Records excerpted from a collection

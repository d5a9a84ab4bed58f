//! Generated answer validation

use std::collections::HashSet;
use std::fmt::Debug;
use std::sync::Arc;

use chrono::{DateTime, Utc};
use once_cell::sync::Lazy;
use regex::Regex;
use serde::{Deserialize, Serialize};
use tracing::{info, warn};

use super::config::GuardrailConfig;
use super::prompt::NOT_FOUND_SENTINEL;

/// Message returned in place of an answer that failed validation
pub const INVALID_ANSWER_MESSAGE: &str = "Answer too short or empty";

static SOURCE_CITATION: Lazy<Regex> =
    Lazy::new(|| Regex::new(r"\b[Ss]ource:").expect("citation pattern is valid"));

/// Estimates how much of an answer is traceable to the context.
///
/// Scores must lie in [0, 1] and be deterministic for identical inputs.
pub trait FidelityScorer: Send + Sync + Debug {
    fn score(&self, answer: &str, context: &str) -> f32;

    /// Get the scorer name
    fn scorer_name(&self) -> &'static str;
}

/// Share of distinct answer words that also occur in the context.
///
/// Words are lowercased whitespace-separated tokens, punctuation included.
/// A lexical heuristic only; it says nothing about entailment.
#[derive(Debug, Clone, Copy, Default)]
pub struct LexicalOverlapScorer;

impl LexicalOverlapScorer {
    fn words(text: &str) -> HashSet<String> {
        text.split_whitespace().map(str::to_lowercase).collect()
    }
}

impl FidelityScorer for LexicalOverlapScorer {
    fn score(&self, answer: &str, context: &str) -> f32 {
        let answer_words = Self::words(answer);

        if answer_words.is_empty() {
            return 0.0;
        }

        let context_words = Self::words(context);
        let overlap = answer_words.intersection(&context_words).count();

        overlap as f32 / answer_words.len() as f32
    }

    fn scorer_name(&self) -> &'static str {
        "lexical_overlap"
    }
}

/// Outcome classification of output validation
#[derive(Debug, Clone, Copy, PartialEq, Eq, Serialize, Deserialize)]
#[serde(rename_all = "snake_case")]
pub enum ValidationMarker {
    Valid,
    /// The generator judged the supplied context insufficient
    NoContextFound,
    Rejected,
}

/// Inspection data recorded by the output validator
#[derive(Debug, Clone, Serialize, Deserialize)]
pub struct OutputMetadata {
    pub marker: ValidationMarker,
    pub original_length: usize,
    pub context_length: usize,
    pub query: String,
    #[serde(skip_serializing_if = "Option::is_none")]
    pub source_citation_present: Option<bool>,
    #[serde(skip_serializing_if = "Option::is_none")]
    pub fidelity_score: Option<f32>,
    pub fidelity_warning: bool,
    pub scorer: String,
    #[serde(skip_serializing_if = "Option::is_none")]
    pub rejection_reason: Option<String>,
    pub validated_at: DateTime<Utc>,
}

/// Result of validating one answer
#[derive(Debug, Clone, Serialize, Deserialize)]
pub struct OutputValidation {
    pub ok: bool,
    pub final_answer: String,
    pub metadata: OutputMetadata,
}

/// Checks length, the not-found sentinel, citation presence and fidelity
#[derive(Debug, Clone)]
pub struct OutputValidator {
    scorer: Arc<dyn FidelityScorer>,
    min_answer_length: usize,
    warning_threshold: f32,
}

impl OutputValidator {
    /// Create a validator using [`LexicalOverlapScorer`]
    pub fn new(config: &GuardrailConfig) -> Self {
        Self::with_scorer(config, Arc::new(LexicalOverlapScorer))
    }

    pub fn with_scorer(config: &GuardrailConfig, scorer: Arc<dyn FidelityScorer>) -> Self {
        Self {
            scorer,
            min_answer_length: config.min_answer_length,
            warning_threshold: config.fidelity_warning_threshold,
        }
    }

    pub fn validate(&self, answer: &str, context: &str, query: &str) -> OutputValidation {
        let mut metadata = OutputMetadata {
            marker: ValidationMarker::Valid,
            original_length: answer.chars().count(),
            context_length: context.chars().count(),
            query: query.to_string(),
            source_citation_present: None,
            fidelity_score: None,
            fidelity_warning: false,
            scorer: self.scorer.scorer_name().to_string(),
            rejection_reason: None,
            validated_at: Utc::now(),
        };

        let trimmed = answer.trim();

        if trimmed.chars().count() < self.min_answer_length {
            warn!(
                length = trimmed.chars().count(),
                min_length = self.min_answer_length,
                "Answer rejected: too short"
            );
            metadata.marker = ValidationMarker::Rejected;
            metadata.rejection_reason = Some(format!(
                "answer shorter than {} characters",
                self.min_answer_length
            ));
            return OutputValidation {
                ok: false,
                final_answer: INVALID_ANSWER_MESSAGE.to_string(),
                metadata,
            };
        }

        if trimmed.contains(NOT_FOUND_SENTINEL) {
            info!(marker = "no_context_found", "Generator reported missing answer");
            metadata.marker = ValidationMarker::NoContextFound;
            return OutputValidation {
                ok: true,
                final_answer: answer.to_string(),
                metadata,
            };
        }

        let citation = has_source_citation(trimmed);
        if !citation {
            warn!("Answer has no source citation");
        }
        metadata.source_citation_present = Some(citation);

        let fidelity = self.scorer.score(answer, context).clamp(0.0, 1.0);
        metadata.fidelity_score = Some(fidelity);

        if fidelity < self.warning_threshold {
            warn!(fidelity, threshold = self.warning_threshold, "Low fidelity to context");
            metadata.fidelity_warning = true;
        }

        info!(
            marker = "valid",
            fidelity,
            citation,
            "Answer validated"
        );

        OutputValidation {
            ok: true,
            final_answer: answer.to_string(),
            metadata,
        }
    }
}

/// Matches a `Source:` or `source:` attribution starting at a word boundary
fn has_source_citation(answer: &str) -> bool {
    SOURCE_CITATION.is_match(answer)
}

#[cfg(test)]
mod tests {
    use super::*;

    const CONTEXT: &str = "[1] The system uses Redis as a distributed cache.\n(Source: cache.md)";

    fn validator() -> OutputValidator {
        OutputValidator::new(&GuardrailConfig::default())
    }

    #[test]
    fn test_short_answer_rejected() {
        let result = validator().validate("Redis", CONTEXT, "cache?");

        assert!(!result.ok);
        assert_eq!(result.final_answer, INVALID_ANSWER_MESSAGE);
        assert_eq!(result.metadata.marker, ValidationMarker::Rejected);
        assert!(result.metadata.fidelity_score.is_none());
    }

    #[test]
    fn test_whitespace_padding_does_not_count() {
        let result = validator().validate("   Redis      ", CONTEXT, "cache?");
        assert!(!result.ok);
    }

    #[test]
    fn test_sentinel_is_successful_no_context_found() {
        let result = validator().validate(NOT_FOUND_SENTINEL, CONTEXT, "unicorns?");

        assert!(result.ok);
        assert_eq!(result.final_answer, NOT_FOUND_SENTINEL);
        assert_eq!(result.metadata.marker, ValidationMarker::NoContextFound);
        assert!(result.metadata.fidelity_score.is_none());
    }

    #[test]
    fn test_grounded_answer_with_citation() {
        let answer = "The system uses Redis as a distributed cache. (Source: cache.md)";
        let result = validator().validate(answer, CONTEXT, "cache?");

        assert!(result.ok);
        assert_eq!(result.final_answer, answer);
        assert_eq!(result.metadata.marker, ValidationMarker::Valid);
        assert_eq!(result.metadata.source_citation_present, Some(true));
        assert_eq!(result.metadata.fidelity_score, Some(1.0));
        assert!(!result.metadata.fidelity_warning);
    }

    #[test]
    fn test_low_fidelity_warns_but_accepts() {
        let answer = "Kubernetes orchestrates containers across many nodes";
        let result = validator().validate(answer, CONTEXT, "cache?");

        assert!(result.ok);
        assert_eq!(result.metadata.fidelity_score, Some(0.0));
        assert!(result.metadata.fidelity_warning);
        assert_eq!(result.metadata.source_citation_present, Some(false));
    }

    #[test]
    fn test_fidelity_bounds() {
        let scorer = LexicalOverlapScorer;

        assert_eq!(scorer.score("redis cache", "Redis is a cache"), 1.0);
        assert_eq!(scorer.score("kafka queue", "Redis is a cache"), 0.0);
        assert_eq!(scorer.score("redis queue", "Redis is a cache"), 0.5);
        assert_eq!(scorer.score("", "Redis is a cache"), 0.0);
        assert_eq!(scorer.score("... ---", "Redis"), 0.0);
    }

    #[test]
    fn test_fidelity_keeps_punctuation_in_words() {
        let scorer = LexicalOverlapScorer;
        assert_eq!(scorer.score("Redis.", "Redis is the cache"), 0.0);
        assert_eq!(scorer.score("REDIS is", "redis is"), 1.0);
    }

    #[test]
    fn test_citation_requires_source_word() {
        let cited = "Redis handles the session cache. (source: cache.md)";
        let result = validator().validate(cited, CONTEXT, "cache?");
        assert_eq!(result.metadata.source_citation_present, Some(true));

        for answer in [
            "The resource: Redis cluster handles caching.",
            "Configured through the datasource: redis-main entry.",
            "SOURCE: cache.md says Redis handles caching.",
        ] {
            let result = validator().validate(answer, CONTEXT, "cache?");
            assert_eq!(result.metadata.source_citation_present, Some(false), "{answer}");
        }
    }

    #[test]
    fn test_fidelity_uses_distinct_words() {
        let scorer = LexicalOverlapScorer;
        assert_eq!(scorer.score("redis redis redis kafka", "redis"), 0.5);
    }

    #[test]
    fn test_validation_is_deterministic() {
        let answer = "Redis provides the cache layer, Kafka the queue. Source: cache.md";
        let first = validator().validate(answer, CONTEXT, "cache?");
        let second = validator().validate(answer, CONTEXT, "cache?");

        assert_eq!(first.ok, second.ok);
        assert_eq!(first.metadata.fidelity_score, second.metadata.fidelity_score);
        assert_eq!(
            first.metadata.source_citation_present,
            second.metadata.source_citation_present
        );
    }

    #[derive(Debug)]
    struct FixedScorer(f32);

    impl FidelityScorer for FixedScorer {
        fn score(&self, _answer: &str, _context: &str) -> f32 {
            self.0
        }

        fn scorer_name(&self) -> &'static str {
            "fixed"
        }
    }

    #[test]
    fn test_pluggable_scorer_is_clamped() {
        let validator =
            OutputValidator::with_scorer(&GuardrailConfig::default(), Arc::new(FixedScorer(3.0)));
        let result = validator.validate("A sufficiently long answer.", CONTEXT, "q");

        assert_eq!(result.metadata.fidelity_score, Some(1.0));
        assert_eq!(result.metadata.scorer, "fixed");
    }
}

### ACTIVITY
Send back the lines of the records word for word, from the very first through the line containing "static SOURCE_CITATION: Lazy<Regex>".

### OUTPUT BELOW
repository d5a9a84ab4bed58f
//! Generated answer validation

use std::collections::HashSet;
use std::fmt::Debug;
use std::sync::Arc;

use chrono::{DateTime, Utc};
use once_cell::sync::Lazy;
use regex::Regex;
use serde::{Deserialize, Serialize};
use tracing::{info, warn};

use super::config::GuardrailConfig;
use super::prompt::NOT_FOUND_SENTINEL;

/// Message returned in place of an answer that failed validation
pub const INVALID_ANSWER_MESSAGE: &str = "Answer too short or empty";

static SOURCE_CITATION: Lazy<Regex> =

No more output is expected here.